Preparation of Cobalt–Nitrogen Co-Doped Carbon Nanotubes for Activated Peroxymonosulfate Degradation of Carbamazepine
Bei Chu,
Yixin Tan,
Yichen Lou,
Jiawei Lin,
Yiman Liu,
Jiaying Feng,
Hui Chen
Affiliations
Bei Chu
Ningbo Key Laboratory of Agricultural Germplasm Resources Mining and Environmental Regulation, College of Science and Technology, Ningbo University, Cixi 315300, China
Yixin Tan
Ningbo Key Laboratory of Agricultural Germplasm Resources Mining and Environmental Regulation, College of Science and Technology, Ningbo University, Cixi 315300, China
Yichen Lou
Ningbo Key Laboratory of Agricultural Germplasm Resources Mining and Environmental Regulation, College of Science and Technology, Ningbo University, Cixi 315300, China
Jiawei Lin
Ningbo Key Laboratory of Agricultural Germplasm Resources Mining and Environmental Regulation, College of Science and Technology, Ningbo University, Cixi 315300, China
Yiman Liu
Ningbo Key Laboratory of Agricultural Germplasm Resources Mining and Environmental Regulation, College of Science and Technology, Ningbo University, Cixi 315300, China
Jiaying Feng
Ningbo Key Laboratory of Agricultural Germplasm Resources Mining and Environmental Regulation, College of Science and Technology, Ningbo University, Cixi 315300, China
Hui Chen
Ningbo Key Laboratory of Agricultural Germplasm Resources Mining and Environmental Regulation, College of Science and Technology, Ningbo University, Cixi 315300, China
Cobalt–nitrogen co-doped carbon nanotubes (Co3@NCNT-800) were synthesized via a facile and economical approach to investigate the efficient degradation of organic pollutants in aqueous environments.
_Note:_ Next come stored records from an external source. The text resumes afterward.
//! Domain identifier types
//!
//! Entities are addressed by stable UUID newtypes. Relationships between
//! entities (file metadata → data file, lock → user, category → file metadata)
//! are expressed through these ids rather than object pointers.
//!
//! [`GlobalId`] is the persistent identifier triple (protocol, authority,
//! local identifier) registered with an external registry.

use crate::domain::errors::IdentifierError;
use serde::{Deserialize, Serialize};
use std::fmt;
use std::str::FromStr;
use uuid::Uuid;

macro_rules! entity_id {
    ($(#[$meta:meta])* $name:ident) => {
        $(#[$meta])*
        #[derive(Debug, Clone, Copy, PartialEq, Eq, Hash, PartialOrd, Ord, Serialize, Deserialize)]
        #[serde(transparent)]
        pub struct $name(Uuid);

        impl $name {
            /// Generates a fresh random id
            pub fn new() -> Self {
                Self(Uuid::new_v4())
            }

            /// Wraps an existing UUID
            pub fn from_uuid(id: Uuid) -> Self {
                Self(id)
            }

            /// Returns the inner UUID
            pub fn as_uuid(&self) -> &Uuid {
                &self.0
            }
        }

        impl Default for $name {
            fn default() -> Self {
                Self::new()
            }
        }

        impl fmt::Display for $name {
            fn fmt(&self, f: &mut fmt::Formatter<'_>) -> fmt::Result {
                write!(f, "{}", self.0)
            }
        }

        impl FromStr for $name {
            type Err = String;

            fn from_str(s: &str) -> Result<Self, Self::Err> {
                Uuid::parse_str(s.trim())
                    .map(Self)
                    .map_err(|e| format!("Invalid {} '{}': {}", stringify!($name), s, e))
            }
        }
    };
}

entity_id!(
    /// Dataset identity
    DatasetId
);
entity_id!(
    /// Dataset version identity
    VersionId
);
entity_id!(
    /// Data file identity
    DataFileId
);
entity_id!(
    /// File metadata identity (one per file per version)
    FileMetadataId
);
entity_id!(
    /// Dataset lock identity
    LockId
);
entity_id!(
    /// Authenticated user identity
    UserId
);
entity_id!(
    /// User notification identity
    NotificationId
);

/// Persistent identifier triple
///
/// Rendered as `{protocol}:{authority}/{identifier}`, e.g. `doi:10.5072/FK2ABCDEF`.
///
/// # Examples
///
/// ```
/// use cairn::domain::ids::GlobalId;
///
/// let id: GlobalId = "doi:10.5072/FK2ABCDEF".parse().unwrap();
/// assert_eq!(id.protocol, "doi");
/// assert_eq!(id.authority, "10.5072");
/// assert_eq!(id.identifier, "FK2ABCDEF");
/// assert_eq!(id.to_string(), "doi:10.5072/FK2ABCDEF");
/// ```
#[derive(Debug, Clone, PartialEq, Eq, Hash, Serialize, Deserialize)]
pub struct GlobalId {
    /// Protocol, e.g. `doi` or `hdl`
    pub protocol: String,

    /// Naming authority, e.g. `10.5072`
    pub authority: String,

    /// Local identifier below the authority (may contain `/` for file ids)
    pub identifier: String,
}

impl GlobalId {
    /// Creates a new global id, rejecting empty parts
    pub fn new(
        protocol: impl Into<String>,
        authority: impl Into<String>,
        identifier: impl Into<String>,
    ) -> Result<Self, IdentifierError> {
        let id = Self {
            protocol: protocol.into(),
            authority: authority.into(),
            identifier: identifier.into(),
        };
        if id.protocol.trim().is_empty()
            || id.authority.trim().is_empty()
            || id.identifier.trim().is_empty()
        {
            return Err(IdentifierError::InvalidGlobalId(format!(
                "protocol, authority and identifier must be non-empty: {id}"
            )));
        }
        Ok(id)
    }

    /// Returns a copy with a different local identifier
    pub fn with_identifier(&self, identifier: impl Into<String>) -> Self {
        Self {
            protocol: self.protocol.clone(),
            authority: self.authority.clone(),
            identifier: identifier.into(),
        }
    }

    /// Authority and identifier without protocol (`10.5072/FK2ABCDEF`)
    pub fn authority_and_identifier(&self) -> String {
        format!("{}/{}", self.authority, self.identifier)
    }
}

impl fmt::Display for GlobalId {
    fn fmt(&self, f: &mut fmt::Formatter<'_>) -> fmt::Result {
        write!(f, "{}:{}/{}", self.protocol, self.authority, self.identifier)
    }
}

impl FromStr for GlobalId {
    type Err = IdentifierError;

    fn from_str(s: &str) -> Result<Self, Self::Err> {
        let (protocol, rest) = s
            .split_once(':')
            .ok_or_else(|| IdentifierError::InvalidGlobalId(s.to_string()))?;
        let (authority, identifier) = rest
            .split_once('/')
            .ok_or_else(|| IdentifierError::InvalidGlobalId(s.to_string()))?;
        Self::new(protocol, authority, identifier)
    }
}

#[cfg(test)]
mod tests {
    use super::*;

    #[test]
    fn test_entity_ids_are_unique() {
        assert_ne!(DatasetId::new(), DatasetId::new());
    }

    #[test]
    fn test_entity_id_round_trips_through_display() {
        let id = DataFileId::new();
        let parsed: DataFileId = id.to_string().parse().unwrap();
        assert_eq!(id, parsed);
    }

    #[test]
    fn test_entity_id_invalid() {
        let err = "not-a-uuid".parse::<LockId>().unwrap_err();
        assert!(err.contains("LockId"));
    }

    #[test]
    fn test_global_id_parse_file_identifier() {
        let id: GlobalId = "doi:10.5072/FK2ABCDEF/3".parse().unwrap();
        assert_eq!(id.identifier, "FK2ABCDEF/3");
        assert_eq!(id.authority_and_identifier(), "10.5072/FK2ABCDEF/3");
    }

    #[test]
    fn test_global_id_invalid() {
        assert!("10.5072/FK2".parse::<GlobalId>().is_err());
        assert!("doi:10.5072".parse::<GlobalId>().is_err());
        assert!(GlobalId::new("doi", "", "X").is_err());
    }

    #[test]
    fn test_global_id_with_identifier() {
        let id = GlobalId::new("doi", "10.5072", "FK2AAAAAA").unwrap();
        let other = id.with_identifier("FK2BBBBBB");
        assert_eq!(other.protocol, "doi");
        assert_eq!(other.identifier, "FK2BBBBBB");
    }

    #[test]
    fn test_global_id_serialization() {
        let id = GlobalId::new("hdl", "1902.1", "10045").unwrap();
        let json = serde_json::to_string(&id).unwrap();
        let back: GlobalId = serde_json::from_str(&json).unwrap();
        assert_eq!(id, back);
    }
}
This material demonstrated high catalytic efficiency in the degradation of carbamazepine (CBZ) in the presence of peroxymonosulfate (PMS). The experimental data revealed that at a neutral pH of 7 and an initial CBZ concentration of 20 mg/L, the application of Co3@NCNT-800 at 0.2 g/L facilitated a degradation rate of 64.7% within 60 min. Mechanistic investigations indicated that the presence of pyridinic nitrogen and cobalt species enhanced the generation of reactive oxygen species. Radical scavenging assays and electron spin resonance spectroscopy confirmed that radical and nonradical pathways contributed to CBZ degradation, with the nonradical mechanism being predominant. This research presents the development of a novel PMS catalyst, synthesized through an efficient and stable method, which provides a cost-effective solution for the remediation of organic contaminants in water.